Account Aggregators-New Entrant in Banking Arena
The Reserve Bank of India’s (RBI) Account Aggregator (AA) Framework went live on 2nd September 2021 with eight major banks joining the network which includes State Bank of India (SBI), ICICI Bank, Axis Bank, IDFC First Bank, Kotak Mahindra Bank, HDFC Bank, IndusInd Bank, and Federal Bank. Earlier, Reserve Bank of India (RBI) had already granted licenses to four entities to work as Account Aggregators which included CAMS FinServ, Cookiejar Technologies (Product named Finvu), FinSec AA Solutions Private (OneMoney) and National E-Governance Services Asset Data. Three more have received in-principle approval (PhonePe, Perfios, Yodlee), and some more are in different stages of application.
Let us understand what exactly Account Aggregator Framework is:
As per Master Directions issued by RBI in 2016, Account Aggregator means a non-banking financial company as defined in sub-clause (iii) of clause (f) of section 45-I of the RBI Act that undertakes the business of an account aggregator, for a fee or otherwise. The business of account aggregator is defined as : business of an account aggregator” means the business of providing under a contract, the service of retrieving or collecting information of its customer pertaining to such financial assets, as may be specified by RBI from time to time and consolidating, organizing and presenting such information to the customer or any other person as per the instructions of the customer, provided the consolidated statement/ report of the financial assets of the customers, shall not be the property of the Account Aggregator, for any further use. The consolidated statement/ report will be only for use of the customer. The financial assets as per RBI at present include the following:
- Bank deposits including fixed deposits, saving deposits, recurring deposits and current deposits, b. Deposits with NBFCs
- Structured Investment Product (SIP)
- Commercial Paper (CP)
- Certificate of Deposit (CD)
- Government Securities (Tradable)
- Equity Shares
- Bonds
- Debentures
- Mutual Fund Units
- ETFs
- Indian Depository Receipts
- CIS (Collective Investment Schemes) units
- Alternate Investment Funds (AIF) units
- Insurance Policies
- Balances under the National Pension System (NPS)
- Units of Infrastructure Investment Trusts
- Units of Real Estate Investment Trusts
- Any other asset as may be identified by RBI from time to time;
From the foregoing let us understand the key elements of this framework:
- Account Aggregator is a NBFC registered with RBI for undertaking the business of account aggregator.

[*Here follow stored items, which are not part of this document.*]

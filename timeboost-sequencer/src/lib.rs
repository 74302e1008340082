mod buffer;
mod config;
mod gate;
mod metrics;

use std::sync::Arc;

use timeboost_contract::{AuctionContract, ContractError};
use timeboost_types::{ChainId, RoundTimingInfo, Timestamp};
use tokio::select;
use tokio::sync::mpsc::{self, Receiver, Sender};
use tokio::task::{JoinHandle, spawn};
use tokio::time::{MissedTickBehavior, interval, sleep};
use tracing::{debug, error, info, warn};

pub use buffer::ReorderBuffer;
pub use config::{GateConfig, GateConfigBuilder};
pub use gate::{ControllerState, ExpressLaneGate, GateError, Output, Ticket};
pub use metrics::GateMetrics;

type Result<T> = std::result::Result<T, SequencerError>;

const OUTPUT_CAPACITY: usize = 1024;

/// The express lane part of a sequencer.
///
/// Runs the gate's round transitions, follows auction resolutions on chain
/// and emits released transactions in order.
pub struct Sequencer {
    gate: ExpressLaneGate,
    task: JoinHandle<Result<()>>,
    output: Receiver<Output>,
}

impl Drop for Sequencer {
    fn drop(&mut self) {
        self.task.abort()
    }
}

struct Task<C> {
    config: GateConfig,
    timing: RoundTimingInfo,
    gate: ExpressLaneGate,
    contract: Arc<C>,
    output: Sender<Output>,
}

impl Sequencer {
    pub async fn new<C, M>(cfg: GateConfig, contract: Arc<C>, metrics: &M) -> Result<Self>
    where
        C: AuctionContract,
        M: ::metrics::Metrics,
    {
        let chain = contract.chain_id().await?;
        if chain != cfg.chain {
            return Err(SequencerError::ChainMismatch {
                expected: cfg.chain,
                actual: chain,
            });
        }
        let timing = contract.round_timing_info().await?;
        let round = timing.round_of(Timestamp::now());
        let gate = ExpressLaneGate::new(cfg.clone(), timing, round, metrics);

        let (tx, rx) = mpsc::channel(OUTPUT_CAPACITY);

        let task = Task {
            config: cfg,
            timing,
            gate: gate.clone(),
            contract,
            output: tx,
        };

        info!(%round, auction = %task.config.auction, "express lane started");

        Ok(Self {
            gate,
            task: spawn(task.go()),
            output: rx,
        })
    }

    /// A handle to submit transactions through.
    pub fn gate(&self) -> &ExpressLaneGate {
        &self.gate
    }

    pub async fn next_output(&mut self) -> Result<Output> {
        select! {
            out = self.output.recv() => out.ok_or(SequencerError::ChannelClosed),
            res = &mut self.task => match res {
                Ok(Ok(())) => {
                    error!("unexpected task termination");
                    Err(SequencerError::TaskTerminated)
                }
                Ok(Err(err)) => {
                    error!(%err, "task error");
                    Err(err)
                }
                Err(err) => {
                    error!(%err, "task panic");
                    Err(SequencerError::TaskTerminated)
                }
            }
        }
    }
}

impl<C: AuctionContract> Task<C> {
    async fn go(self) -> Result<()> {
        let mut tick = interval(self.config.tick);
        tick.set_missed_tick_behavior(MissedTickBehavior::Skip);
        let mut poll = interval(self.config.poll_interval);
        poll.set_missed_tick_behavior(MissedTickBehavior::Delay);

        loop {
            let active = self.gate.status().round;
            let boundary = self.timing.round_start(active.next());
            let until = boundary.saturating_duration_since(Timestamp::now());
            let wake = self
                .gate
                .next_deadline()
                .map(|d| d.saturating_duration_since(Timestamp::now()))
                .unwrap_or(self.config.poll_interval);

            select! {
                _ = sleep(until) => {
                    let now = Timestamp::now();
                    // Pick up a resolution of the new round before switching.
                    self.poll_resolutions().await;
                    self.gate.next_round(self.timing.round_of(now), now);
                }
                _ = poll.tick() => self.poll_resolutions().await,
                _ = tick.tick() => {}
                _ = sleep(wake) => {}
                _ = self.gate.notified() => {}
            }

            let now = Timestamp::now();
            self.gate.expire(now);
            for o in self.gate.drain(now) {
                debug!(round = %o.round, position = %o.position, boosted = %o.boosted, "release");
                self.output
                    .send(o)
                    .await
                    .map_err(|_| SequencerError::ChannelClosed)?
            }
        }
    }

    async fn poll_resolutions(&self) {
        let from = self.gate.status().round;
        match self.contract.resolutions_since(from).await {
            Ok(rs) => {
                let now = Timestamp::now();
                for r in rs {
                    self.gate.set_resolution(r, now);
                }
            }
            Err(err) => warn!(%err, "failed to fetch auction resolutions"),
        }
    }
}

#[derive(Debug, thiserror::Error)]
#[non_exhaustive]
pub enum SequencerError {
    #[error("contract error: {0}")]
    Contract(#[from] ContractError),

    #[error("auction contract is on chain {actual}, expected {expected}")]
    ChainMismatch { expected: ChainId, actual: ChainId },

    #[error("channel closed")]
    ChannelClosed,

    #[error("task terminated")]
    TaskTerminated,
}
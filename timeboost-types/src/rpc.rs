//! Request and response bodies of the bid and express-lane HTTP APIs.

use alloy_primitives::U256;
use serde::{Deserialize, Serialize};

use crate::{Address, Round, SeqNo, SignedSubmission, Timestamp};

/// Error body returned with every rejected request.
#[derive(Debug, Clone, PartialEq, Eq, Serialize, Deserialize)]
pub struct ErrorBody {
    /// Stable, machine readable rejection code.
    pub code: String,
    pub message: String,
}

/// Returned when a bid has been accepted into the bid queue.
#[derive(Debug, Clone, Copy, PartialEq, Eq, Serialize, Deserialize)]
pub struct BidReceipt {
    pub round: Round,
    pub bidder: Address,
    pub amount: U256,
}

/// What the gate did with an envelope it did not reject.
#[derive(Debug, Clone, Copy, PartialEq, Eq, Serialize, Deserialize)]
#[serde(rename_all = "kebab-case")]
pub enum AckStatus {
    /// Released into the priority path.
    Admitted,
    /// Held until preceding sequence numbers arrive.
    Buffered,
}

#[derive(Debug, Clone, Copy, PartialEq, Eq, Serialize, Deserialize)]
pub struct Ack {
    pub round: Round,
    pub seqno: SeqNo,
    pub status: AckStatus,
}

/// Reported by the synchronous express-lane endpoint once the inner
/// transaction has been handed to the block-building pipeline.
#[derive(Debug, Clone, Copy, PartialEq, Eq, Serialize, Deserialize)]
pub struct Inclusion {
    pub round: Round,
    /// Position in the sequencer's output stream.
    pub position: u64,
    pub time: Timestamp,
    /// Whether the transaction was ordered through the express lane.
    pub boosted: bool,
}

#[derive(Debug, Clone, PartialEq, Eq, Serialize, Deserialize)]
pub struct SyncSubmission {
    pub envelope: SignedSubmission,
    pub timeout_ms: u64,
}

/// Current state of the express lane as seen by the sequencer.
#[derive(Debug, Clone, Copy, PartialEq, Eq, Serialize, Deserialize)]
pub struct LaneStatus {
    pub version: u64,
    pub round: Round,
    pub controller: Option<Address>,
}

- Account Aggregator collects financial information of a person with his consent direct from the institutions where it resides and then shares it onwards with the entity as per authorization of that person. For example, when you apply for loan from a bank, you can ask an account aggregator to collect information about all your bank accounts and other financial assets like your investment in mutual funds, insurance policies etc. from the concerned institutions and share the same with the bank from where you are seeking loan. Since the account aggregator sources the information direct from concerned institutions like your banker, mutual fund company etc. the information given by the account aggregator will be deemed authentic. You as a loan seeker will be benefitted as you need not submit bulky papers to your proposed lender as the system works only electronically. The proposed lender also need not worry about fake documents. Since the system works electronically, it reduces costs and saves time. Of course, account aggregator will charge his fee either from proposed lender or from you as per its business model.
- The account aggregator system has three components: Financial Information User (FIU), Financial Information Provider (FIP) and Account Aggregator (AA). FIU which in the above example is a proposed lender seeks information from FIP which can be bank or Mutual Fund Company and these provide the information and AA is the intermediary acting under the instruction of loan seeker which has signed with AA to fetch the information from FIP and pass it on to FIU.
The whole framework is based on a simple premise that it enables a person to give his informed consent for data sharing for a specific purpose and for a specified time. Of course there is mechanism to redress if your data is shared without your consent. The framework will benefit both to lenders in their decision making as they will get all information of the customer with just a click of the button and with confidences about it authenticity. For the customer, it is very convenient and time saving along with reduced costs. Further, the information moves in a safe environment as it is end to end encrypted.
The eight banks that have joined the network will be operating both as Financial Information Providers (FIPs) and Financial Information Users (FIUs). Together, these banks cover nearly 40 percent of India's banking customers
The Future:
Account Aggregator (AA) Framework opens a wide field of opportunities for the lenders as the area of financial information can expand a great deal and it can alter the way credit needs are assessed. At present only the four major financial regulators — RBI, Insurance Regulatory and Development Authority (IRDA), Pension Fund Regulatory and Development Authority (PFRDA) and Securities and Exchange Board of India (SEBI) has come together to allow regulated entities under their control to share data with account aggregators after taking user consent. But the future possibilities are vast. Who knows tomorrow it can be about your vaccine details, fee of your school going children or your credit card expense patterns or any other area concerning your finances. Right now we just wait and watch how his framework unfolds.
- Shri S K Bhatia is retired DGM, Union Bank of India.